A magnetic survey of the site suggests a diatreme composed largely of breccia intruded by small basaltic bodies. The garnet (Mg62–66 Fe21–24 Ca12–14), clinopyroxenes (Mg49–56 Ca34–39 Fe10–13, with 6.7–8.5% Al2O3) and orthopyroxenes (Mg81–84 Fe12–15 Ca3–4, with 4.8–5.8% Al2O3) probably represent xenocrysts derived from garnet pyroxenites and pegmatitic garnetites interlayered with spinellherzolite mantle. The compositions suggest that these minerals crystallized under pressure temperature conditions around 14–15 kb and l000–1100°C. The Ti content of the kaersutites, using a new geobarometer, gives approximate pressures of crystallization mostly between 12 kb and 14 kb.

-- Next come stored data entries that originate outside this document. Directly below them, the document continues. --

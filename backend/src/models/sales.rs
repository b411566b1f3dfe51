use chrono::{DateTime, NaiveDate, Utc};
use serde::{Deserialize, Serialize};
use uuid::Uuid;

use super::forecast::{DailyPoint, ForecastPoint, ProjectionSummary, TrendLabel};

/// A completed order as exported by the order service
#[derive(Debug, Clone, Serialize, Deserialize)]
pub struct OrderRecord {
    pub date: NaiveDate,
    pub total: f64,
}

#[derive(Debug, Clone, Serialize, Deserialize)]
pub struct SalesForecastRequest {
    /// Last day of the lookback window; defaults to today (UTC)
    #[serde(default)]
    pub as_of: Option<NaiveDate>,
    #[serde(default)]
    pub orders: Vec<OrderRecord>,
}

#[derive(Debug, Clone, Serialize, Deserialize)]
pub struct SalesHistory {
    pub revenue: Vec<DailyPoint>,
    pub orders: Vec<DailyPoint>,
}

#[derive(Debug, Clone, Serialize, Deserialize)]
pub struct SalesForecastSeries {
    pub revenue: Vec<ForecastPoint>,
    pub orders: Vec<ForecastPoint>,
}

#[derive(Debug, Clone, Serialize, Deserialize)]
pub struct SalesTrends {
    pub revenue: TrendLabel,
    pub orders: TrendLabel,
    pub average_order_value: TrendLabel,
}

#[derive(Debug, Clone, Serialize, Deserialize)]
pub struct SalesProjections {
    pub revenue: ProjectionSummary,
    pub orders: ProjectionSummary,
}

/// Sales forecast for one tenant
#[derive(Debug, Clone, Serialize, Deserialize)]
pub struct SalesForecast {
    pub tenant_id: Uuid,
    pub lookback_days: u32,
    pub forecast_days: u32,
    pub historical: SalesHistory,
    pub forecast: SalesForecastSeries,
    pub trends: SalesTrends,
    pub projections: SalesProjections,
    pub warnings: Vec<String>,
    pub generated_at: DateTime<Utc>,
}

/// Units of one product sold on one day
#[derive(Debug, Clone, Serialize, Deserialize)]
pub struct LineItemRecord {
    pub product_id: String,
    pub date: NaiveDate,
    pub quantity: f64,
}

#[derive(Debug, Clone, Serialize, Deserialize)]
pub struct DemandForecastRequest {
    #[serde(default)]
    pub as_of: Option<NaiveDate>,
    #[serde(default)]
    pub items: Vec<LineItemRecord>,
}

#[derive(Debug, Clone, Serialize, Deserialize)]
pub struct ProductDemandForecast {
    pub product_id: String,
    pub units_sold: f64,
    pub trend: TrendLabel,
    pub forecast: Vec<ForecastPoint>,
    pub projections: ProjectionSummary,
}

#[derive(Debug, Clone, Serialize, Deserialize)]
pub struct DemandForecast {
    pub tenant_id: Uuid,
    pub lookback_days: u32,
    pub forecast_days: u32,
    pub products: Vec<ProductDemandForecast>,
    pub warnings: Vec<String>,
    pub generated_at: DateTime<Utc>,
}
use axum::extract::{Path, Query, State};
use axum::routing::post;
use axum::{Json, Router};
use serde::Deserialize;
use tracing::{error, info};
use uuid::Uuid;

use crate::config::AppConfig;
use crate::errors::AppError;
use crate::models::{DemandForecast, DemandForecastRequest, SalesForecast, SalesForecastRequest};
use crate::services::analytics_service::{self, ForecastWindow};
use crate::state::AppState;

pub fn router() -> Router<AppState> {
    Router::new()
        .route("/:tenant_id/sales-forecast", post(post_sales_forecast))
        .route("/:tenant_id/demand-forecast", post(post_demand_forecast))
}

#[derive(Debug, Deserialize)]
struct ForecastQuery {
    /// Lookback window in days
    period: Option<u32>,
    /// Days to forecast ahead
    forecast: Option<u32>,
}

impl ForecastQuery {
    fn window(
        &self,
        config: &AppConfig,
        as_of: Option<chrono::NaiveDate>,
    ) -> Result<ForecastWindow, AppError> {
        let period = self.period.unwrap_or(config.default_lookback_days);
        if period == 0 || period > config.max_lookback_days {
            return Err(AppError::Validation(format!(
                "period must be between 1 and {} days",
                config.max_lookback_days
            )));
        }

        let forecast = self.forecast.unwrap_or(config.default_forecast_days);
        if forecast == 0 || forecast > config.max_forecast_days {
            return Err(AppError::Validation(format!(
                "forecast must be between 1 and {} days",
                config.max_forecast_days
            )));
        }

        Ok(ForecastWindow::new(as_of, period, forecast))
    }
}

async fn post_sales_forecast(
    Path(tenant_id): Path<Uuid>,
    Query(params): Query<ForecastQuery>,
    State(state): State<AppState>,
    Json(request): Json<SalesForecastRequest>,
) -> Result<Json<SalesForecast>, AppError> {
    info!("POST /api/analytics/{}/sales-forecast", tenant_id);
    let window = params.window(&state.config, request.as_of)?;

    analytics_service::sales_forecast(
        tenant_id,
        &request,
        window,
        &state.config.trend_policy,
        state.config.min_history_days,
    )
    .map(Json)
    .map_err(|e| {
        error!("Sales forecast failed for tenant {}: {}", tenant_id, e);
        e
    })
}

async fn post_demand_forecast(
    Path(tenant_id): Path<Uuid>,
    Query(params): Query<ForecastQuery>,
    State(state): State<AppState>,
    Json(request): Json<DemandForecastRequest>,
) -> Result<Json<DemandForecast>, AppError> {
    info!("POST /api/analytics/{}/demand-forecast", tenant_id);
    let window = params.window(&state.config, request.as_of)?;

    analytics_service::demand_forecast(
        tenant_id,
        &request,
        window,
        &state.config.trend_policy,
        state.config.min_history_days,
    )
    .map(Json)
    .map_err(|e| {
        error!("Demand forecast failed for tenant {}: {}", tenant_id, e);
        e
    })
}
use axum::http::StatusCode;
use axum::response::{IntoResponse, Response};
use axum::Json;
use serde_json::json;
use thiserror::Error;

/// Failures of the forecasting core. Deterministic for a given input, so
/// retrying without changing the input fails the same way.
#[derive(Debug, Clone, PartialEq, Error)]
pub enum ForecastError {
    #[error("Insufficient data: need at least {required} points, got {actual}")]
    InsufficientData { required: usize, actual: usize },
    #[error("Invalid argument: {0}")]
    InvalidArgument(String),
}

#[derive(Debug, Error)]
pub enum AppError {
    #[error("Validation error: {0}")]
    Validation(String),
    #[error("{0}")]
    InsufficientData(String),
    #[error("Not found")]
    NotFound,
}

impl IntoResponse for AppError {
    fn into_response(self) -> Response {
        let status = match &self {
            AppError::Validation(_) => StatusCode::BAD_REQUEST,
            AppError::InsufficientData(_) => StatusCode::UNPROCESSABLE_ENTITY,
            AppError::NotFound => StatusCode::NOT_FOUND,
        };

        (status, Json(json!({ "error": self.to_string() }))).into_response()
    }
}

impl From<ForecastError> for AppError {
    fn from(value: ForecastError) -> Self {
        match value {
            ForecastError::InsufficientData { .. } => AppError::InsufficientData(value.to_string()),
            ForecastError::InvalidArgument(msg) => AppError::Validation(msg),
        }
    }
}
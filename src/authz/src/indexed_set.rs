//! In-memory set with lookup by declared key fields
//!
//! Each declared key has an accessor returning the values an item exposes
//! for it. An accessor may return several values, in which case the item is
//! reachable under each of them. The index is a snapshot taken at insertion.
//!
//! # Example
//!
//! ```rust
//! use vrn_authz::indexed_set::IndexedSet;
//!
//! #[derive(Debug, PartialEq)]
//! struct Doc { id: String, tags: Vec<String> }
//!
//! let mut docs = IndexedSet::with_key("id", |d: &Doc| vec![d.id.clone()])
//!     .key("tag", |d: &Doc| d.tags.clone());
//!
//! docs.add(Doc { id: "1".into(), tags: vec!["a".into(), "b".into()] });
//!
//! assert_eq!(docs.by("tag", "b").len(), 1);
//! assert!(docs.by("tag", "c").is_empty());
//! ```

use std::collections::HashMap;
use std::fmt;
use std::sync::Arc;

/// Accessor producing the key values an item is indexed under
pub type KeyAccessor<T> = Box<dyn Fn(&T) -> Vec<String> + Send + Sync>;

/// Items exposing an `id` field, indexed under `"id"` by default
pub trait Identifiable {
    fn id(&self) -> String;
}

/// Set of items indexed by one or more declared keys
pub struct IndexedSet<T> {
    accessors: Vec<(String, KeyAccessor<T>)>,
    items: Vec<Arc<T>>,
    index: HashMap<String, HashMap<String, Vec<Arc<T>>>>,
}

impl<T: Identifiable> IndexedSet<T> {
    /// Creates a set indexed by `id`
    pub fn new() -> Self {
        Self::with_key("id", |item: &T| vec![item.id()])
    }
}

impl<T: Identifiable> Default for IndexedSet<T> {
    fn default() -> Self {
        Self::new()
    }
}

impl<T> IndexedSet<T> {
    /// Creates a set with a single declared key
    pub fn with_key<F>(name: impl Into<String>, accessor: F) -> Self
    where
        F: Fn(&T) -> Vec<String> + Send + Sync + 'static,
    {
        Self {
            accessors: Vec::new(),
            items: Vec::new(),
            index: HashMap::new(),
        }
        .key(name, accessor)
    }

    /// Declares another key
    ///
    /// Items already in the set are indexed under the new key as well.
    pub fn key<F>(mut self, name: impl Into<String>, accessor: F) -> Self
    where
        F: Fn(&T) -> Vec<String> + Send + Sync + 'static,
    {
        let name = name.into();
        let accessor: KeyAccessor<T> = Box::new(accessor);

        let by_value = self.index.entry(name.clone()).or_default();
        for item in &self.items {
            for value in key_values(&accessor, item) {
                by_value.entry(value).or_default().push(Arc::clone(item));
            }
        }

        self.accessors.push((name, accessor));
        self
    }

    /// Names of the declared keys
    pub fn keys(&self) -> impl Iterator<Item = &str> {
        self.accessors.iter().map(|(name, _)| name.as_str())
    }

    /// Adds an item under every value of every declared key
    ///
    /// `None` is ignored.
    pub fn add(&mut self, item: impl Into<Option<T>>) -> &mut Self {
        let Some(item) = item.into() else {
            return self;
        };
        let item = Arc::new(item);

        for (name, accessor) in &self.accessors {
            let by_value = self.index.entry(name.clone()).or_default();
            for value in key_values(accessor, &item) {
                by_value.entry(value).or_default().push(Arc::clone(&item));
            }
        }

        self.items.push(item);
        self
    }

    /// Adds every item of a sequence
    pub fn concat<I>(&mut self, items: I) -> &mut Self
    where
        I: IntoIterator<Item = T>,
    {
        for item in items {
            self.add(item);
        }
        self
    }

    /// Items added under `key` = `value`
    ///
    /// Unknown keys and values yield an empty slice.
    pub fn by(&self, key: &str, value: &str) -> &[Arc<T>] {
        self.index
            .get(key)
            .and_then(|by_value| by_value.get(value))
            .map(Vec::as_slice)
            .unwrap_or(&[])
    }

    /// Values present under a key
    pub fn values_of(&self, key: &str) -> Vec<&str> {
        self.index
            .get(key)
            .map(|by_value| by_value.keys().map(String::as_str).collect())
            .unwrap_or_default()
    }

    pub fn len(&self) -> usize {
        self.items.len()
    }

    pub fn is_empty(&self) -> bool {
        self.items.is_empty()
    }

    /// Iterates items in insertion order
    pub fn iter(&self) -> impl Iterator<Item = &Arc<T>> {
        self.items.iter()
    }
}

fn key_values<T>(accessor: &KeyAccessor<T>, item: &Arc<T>) -> Vec<String> {
    let mut values = accessor(item.as_ref());
    values.sort();
    values.dedup();
    values
}

impl<T> Extend<T> for IndexedSet<T> {
    fn extend<I: IntoIterator<Item = T>>(&mut self, iter: I) {
        self.concat(iter);
    }
}

impl<T: fmt::Debug> fmt::Debug for IndexedSet<T> {
    fn fmt(&self, f: &mut fmt::Formatter<'_>) -> fmt::Result {
        f.debug_struct("IndexedSet")
            .field("keys", &self.keys().collect::<Vec<_>>())
            .field("items", &self.items)
            .finish()
    }
}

The bulk of the Ballogie minerals were sampled from a volatile-bearing upper mantle, relatively rich in Ti, but poor in Cr. The model invoked for the emplacement of a composite diatreme such as the Ballogie pipe involves sudden outgassing above a rising diapir by crack propagation. The resultant updrag also provides the potential to transport very deep material from the diamond stability zone.